■ Task to complete ■
Read through the records below and copy each line that uses the word "Medium".

■ Information given ■
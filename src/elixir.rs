use std::collections::VecDeque;

use serde::{Deserialize, Serialize};

use crate::card::{Card, CardCatalog, ELIXIR_CAP};
use crate::config::ElixirConfig;

/// Coarse bucket of the current elixir bar.
#[derive(Copy, Clone, Debug, Eq, PartialEq, Hash, Ord, PartialOrd, Serialize, Deserialize)]
pub enum ElixirState {
    Critical,
    Low,
    Medium,
    High,
    Full,
}

impl ElixirState {
    pub fn from_amount(elixir: f32) -> Self {
        if elixir <= 2.0 {
            ElixirState::Critical
        } else if elixir <= 5.0 {
            ElixirState::Low
        } else if elixir <= 8.0 {
            ElixirState::Medium
        } else if elixir < ELIXIR_CAP {
            ElixirState::High
        } else {
            ElixirState::Full
        }
    }
}

/// Why spending on a card would be worthwhile, highest first.
#[derive(Copy, Clone, Debug, Eq, PartialEq, Hash, Ord, PartialOrd, Serialize, Deserialize)]
pub enum SpendingPriority {
    CriticalDefense,
    HighValueAttack,
    EfficientDefense,
    ModerateAttack,
    CyclePlay,
    LuxuryPlay,
}

/// Value assessment for spending on one affordable card.
#[derive(Clone, Debug, PartialEq, Serialize, Deserialize)]
pub struct ElixirOpportunity {
    pub card: Card,
    pub cost: u8,
    pub priority: SpendingPriority,
    pub expected_value: f32,
    pub timing_score: f32,
    pub risk_level: f32,
    pub recommended: bool,
}

#[derive(Clone, Debug, PartialEq, Serialize, Deserialize)]
pub struct ElixirAnalysis {
    pub current: f32,
    pub state: ElixirState,
    pub opponent_estimate: f32,
    pub advantage: f32,
    pub should_conserve: bool,
    pub should_spend: bool,
    pub optimal_spending: f32,
    /// Sorted by expected value, best first.
    pub opportunities: Vec<ElixirOpportunity>,
}

impl ElixirAnalysis {
    pub fn opportunity(&self, card: Card) -> Option<&ElixirOpportunity> {
        self.opportunities.iter().find(|o| o.card == card)
    }
}

/// Guess at what the opponent can afford next.
#[derive(Copy, Clone, Debug, Eq, PartialEq, Hash, Serialize, Deserialize)]
#[serde(rename_all = "snake_case")]
pub enum OpponentPlayKind {
    ForcedWait,
    Cheap,
    Medium,
    ExpensiveCombo,
    Unknown,
}

#[derive(Copy, Clone, Debug, PartialEq, Serialize, Deserialize)]
pub struct OpponentPlayPrediction {
    pub kind: OpponentPlayKind,
    pub confidence: f32,
}

#[derive(Copy, Clone, Debug, PartialEq, Serialize, Deserialize)]
pub struct ElixirForecast {
    pub seconds_ahead: f32,
    pub own: f32,
    pub opponent: f32,
}

#[derive(Copy, Clone, Debug, PartialEq, Serialize, Deserialize)]
pub struct SpendRecord {
    pub card: Card,
    pub cost: u8,
    pub timestamp: f32,
}

#[derive(Copy, Clone, Debug, PartialEq, Serialize, Deserialize)]
pub struct EfficiencyStats {
    pub total_spent: u32,
    pub total_plays: usize,
    pub average_cost: f32,
    pub leak_count: u32,
    pub efficiency_score: f32,
    pub success_rate: Option<f32>,
}

/// Tracks both elixir bars and judges when spending pays off.
#[derive(Clone, Debug)]
pub struct ElixirOptimizer {
    config: ElixirConfig,
    opponent_estimate: f32,
    last_update: Option<f32>,
    double_elixir: bool,
    was_full: bool,
    leak_count: u32,
    spend_history: VecDeque<SpendRecord>,
    opponent_spend: VecDeque<(f32, u8)>,
    successes: u32,
    outcomes: u32,
}

impl ElixirOptimizer {
    pub fn new(config: ElixirConfig) -> Self {
        Self {
            opponent_estimate: config.opponent_initial,
            config,
            last_update: None,
            double_elixir: false,
            was_full: false,
            leak_count: 0,
            spend_history: VecDeque::new(),
            opponent_spend: VecDeque::new(),
            successes: 0,
            outcomes: 0,
        }
    }

    pub fn reset(&mut self) {
        *self = Self::new(self.config.clone());
    }

    pub fn regen_rate(&self, now: f32) -> f32 {
        if now >= self.config.double_elixir_time {
            self.config.regen_rate * 2.0
        } else {
            self.config.regen_rate
        }
    }

    pub fn is_double_elixir(&self) -> bool {
        self.double_elixir
    }

    pub fn opponent_estimate(&self) -> f32 {
        self.opponent_estimate
    }

    /// Advances the opponent estimate to `now` and tracks leak episodes.
    ///
    /// The opponent regenerates at the rate in force at `now`. Time going
    /// backwards only re-anchors the clock.
    pub fn tick(&mut self, now: f32, own_resource: f32) {
        if let Some(last) = self.last_update {
            let elapsed = now - last;
            if elapsed > 0.0 {
                self.opponent_estimate =
                    (self.opponent_estimate + elapsed * self.regen_rate(now)).clamp(0.0, ELIXIR_CAP);
            }
        }
        self.last_update = Some(now);
        if !self.double_elixir && now >= self.config.double_elixir_time {
            self.double_elixir = true;
            tracing::info!(time = now, "double elixir active");
        }

        let full = own_resource >= ELIXIR_CAP;
        if full && !self.was_full {
            self.leak_count += 1;
        }
        self.was_full = full;
    }

    /// Deducts a newly observed opposing play from the estimate.
    pub fn observe_opponent_spend(&mut self, cost: u8, now: f32) {
        self.opponent_estimate = (self.opponent_estimate - f32::from(cost)).clamp(0.0, ELIXIR_CAP);
        self.opponent_spend.push_back((now, cost));
        while self.opponent_spend.len() > self.config.history_len {
            self.opponent_spend.pop_front();
        }
    }

    /// Elixir the opponent committed in the trailing `window` seconds.
    pub fn opponent_recent_spend(&self, now: f32, window: f32) -> f32 {
        self.opponent_spend
            .iter()
            .filter(|(t, _)| now - *t <= window)
            .map(|(_, cost)| f32::from(*cost))
            .sum()
    }

    pub fn analyze(
        &self,
        resource: f32,
        playable: &[Card],
        catalog: &CardCatalog,
    ) -> ElixirAnalysis {
        let advantage = resource - self.opponent_estimate;
        let mut opportunities: Vec<ElixirOpportunity> = playable
            .iter()
            .copied()
            .filter(|card| catalog.affordable(*card, resource))
            .map(|card| self.assess(card, catalog.cost(card), resource, advantage))
            .collect();
        opportunities.sort_by(|a, b| {
            b.expected_value
                .partial_cmp(&a.expected_value)
                .unwrap_or(std::cmp::Ordering::Equal)
        });

        ElixirAnalysis {
            current: resource,
            state: ElixirState::from_amount(resource),
            opponent_estimate: self.opponent_estimate,
            advantage,
            should_conserve: self.should_conserve(resource, advantage),
            should_spend: self.should_spend(resource, advantage),
            optimal_spending: self.optimal_spending(resource, advantage),
            opportunities,
        }
    }

    pub fn should_conserve(&self, resource: f32, advantage: f32) -> bool {
        resource <= self.config.conserve_at_or_below || advantage <= -self.config.advantage_threshold
    }

    pub fn should_spend(&self, resource: f32, advantage: f32) -> bool {
        resource >= ELIXIR_CAP
            || advantage >= self.config.advantage_threshold
            || resource >= self.config.spend_at_or_above
    }

    pub fn optimal_spending(&self, resource: f32, advantage: f32) -> f32 {
        if resource >= ELIXIR_CAP {
            ELIXIR_CAP
        } else if advantage >= self.config.advantage_threshold {
            (resource - 2.0).min(8.0).max(0.0)
        } else if resource >= self.config.spend_at_or_above {
            (resource - 1.0).min(7.0)
        } else {
            (resource - 3.0).max(0.0)
        }
    }

    pub fn is_critical_defense(&self, card: Card) -> bool {
        self.config.critical_defense.contains(&card)
    }

    pub fn is_high_value_attack(&self, card: Card) -> bool {
        self.config.high_value_attack.contains(&card)
    }

    fn assess(&self, card: Card, cost: u8, resource: f32, advantage: f32) -> ElixirOpportunity {
        let priority = self.spending_priority(card, cost, advantage);
        let timing_score = self.timing_score(cost, resource);
        let expected_value = self.expected_value(card, cost, advantage) * timing_score;
        let recommended = priority == SpendingPriority::CriticalDefense
            || expected_value >= self.config.recommend_value
            || (priority == SpendingPriority::CyclePlay
                && expected_value >= self.config.cycle_recommend_value);
        ElixirOpportunity {
            card,
            cost,
            priority,
            expected_value,
            timing_score,
            risk_level: self.risk_level(cost, resource),
            recommended,
        }
    }

    pub fn spending_priority(&self, card: Card, cost: u8, advantage: f32) -> SpendingPriority {
        let c = &self.config;
        if self.is_critical_defense(card) {
            SpendingPriority::CriticalDefense
        } else if advantage >= c.high_value_advantage && self.is_high_value_attack(card) {
            SpendingPriority::HighValueAttack
        } else if c.efficient_defense.contains(&card) {
            SpendingPriority::EfficientDefense
        } else if c.moderate_attack.contains(&card) {
            SpendingPriority::ModerateAttack
        } else if cost <= c.cheap_cost {
            SpendingPriority::CyclePlay
        } else {
            SpendingPriority::LuxuryPlay
        }
    }

    /// Efficiency × advantage × role, before the timing multiplier.
    pub fn expected_value(&self, card: Card, cost: u8, advantage: f32) -> f32 {
        let c = &self.config;
        let mut value = 1.0;
        if cost <= c.cheap_cost {
            value *= c.cheap_value;
        } else if cost >= c.expensive_cost {
            value *= c.expensive_value;
        }
        if advantage >= c.advantage_threshold {
            value *= c.ahead_value;
        } else if advantage <= -c.advantage_threshold {
            value *= c.behind_value;
        }
        if self.is_critical_defense(card) {
            value *= c.critical_defense_value;
        } else if self.is_high_value_attack(card) {
            value *= c.high_value_attack_value;
        }
        value
    }

    pub fn timing_score(&self, cost: u8, resource: f32) -> f32 {
        let c = &self.config;
        if cost <= c.cheap_cost && resource <= c.cheap_timing_at_or_below {
            c.cheap_timing
        } else if cost >= c.heavy_cost && resource >= c.heavy_timing_at_or_above {
            c.heavy_timing
        } else {
            1.0
        }
    }

    pub fn risk_level(&self, cost: u8, resource: f32) -> f32 {
        let c = &self.config;
        let mut risk = c.base_risk;
        if cost >= c.expensive_cost {
            risk += c.expensive_risk;
        } else if cost <= c.cheap_cost {
            risk -= c.cheap_risk;
        }
        if resource <= c.low_bank {
            risk += c.low_bank_risk;
        }
        risk.clamp(0.0, 1.0)
    }

    /// Cheapest affordable card when the bar is about to overflow.
    pub fn leak_prevention(
        &self,
        resource: f32,
        playable: &[Card],
        catalog: &CardCatalog,
    ) -> Option<Card> {
        if resource < ELIXIR_CAP - self.config.leak_margin {
            return None;
        }
        playable
            .iter()
            .copied()
            .filter(|card| catalog.affordable(*card, resource))
            .min_by_key(|card| catalog.cost(*card))
    }

    pub fn record_spending(&mut self, card: Card, cost: u8, timestamp: f32) {
        self.spend_history.push_back(SpendRecord {
            card,
            cost,
            timestamp,
        });
        while self.spend_history.len() > self.config.history_len {
            self.spend_history.pop_front();
        }
    }

    pub fn record_outcome(&mut self, success: bool) {
        self.outcomes += 1;
        if success {
            self.successes += 1;
        }
    }

    pub fn spend_history(&self) -> impl Iterator<Item = &SpendRecord> {
        self.spend_history.iter()
    }

    pub fn efficiency_stats(&self) -> Option<EfficiencyStats> {
        if self.spend_history.is_empty() {
            return None;
        }
        let total_spent: u32 = self.spend_history.iter().map(|r| u32::from(r.cost)).sum();
        let total_plays = self.spend_history.len();
        let average_cost = total_spent as f32 / total_plays as f32;
        let cost_score = (1.0 - (average_cost - 4.0) / 4.0).max(0.0);
        let leak_penalty = (self.leak_count as f32 / 3.0).min(1.0);
        Some(EfficiencyStats {
            total_spent,
            total_plays,
            average_cost,
            leak_count: self.leak_count,
            efficiency_score: (cost_score - leak_penalty).max(0.0),
            success_rate: (self.outcomes > 0)
                .then(|| self.successes as f32 / self.outcomes as f32),
        })
    }

    pub fn leak_count(&self) -> u32 {
        self.leak_count
    }

    pub fn predict_opponent_next_play(&self) -> OpponentPlayPrediction {
        let e = self.opponent_estimate;
        let (kind, confidence) = if e <= 2.0 {
            (OpponentPlayKind::ForcedWait, 0.8)
        } else if e <= 4.0 {
            (OpponentPlayKind::Cheap, 0.7)
        } else if e <= 6.0 {
            (OpponentPlayKind::Medium, 0.6)
        } else if e >= 8.0 {
            (OpponentPlayKind::ExpensiveCombo, 0.8)
        } else {
            (OpponentPlayKind::Unknown, 0.3)
        };
        OpponentPlayPrediction { kind, confidence }
    }

    /// Whether the opponent is low enough that a push is hard to answer.
    pub fn counter_attack_moment(&self) -> (bool, f32) {
        let e = self.opponent_estimate;
        let confidence = if e <= 3.0 {
            0.9
        } else if e <= 5.0 {
            0.7
        } else {
            0.3
        };
        (e <= 5.0, confidence)
    }

    /// Projects both bars forward assuming no further spending.
    pub fn forecast(&self, now: f32, own: f32, seconds_ahead: f32) -> ElixirForecast {
        let rate = self.regen_rate(now + seconds_ahead);
        let gain = rate * seconds_ahead.max(0.0);
        ElixirForecast {
            seconds_ahead,
            own: (own + gain).min(ELIXIR_CAP),
            opponent: (self.opponent_estimate + gain).min(ELIXIR_CAP),
        }
    }
}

■ Your solution ■
    Medium,
            ElixirState::Medium
    Medium,
            (OpponentPlayKind::Medium, 0.6)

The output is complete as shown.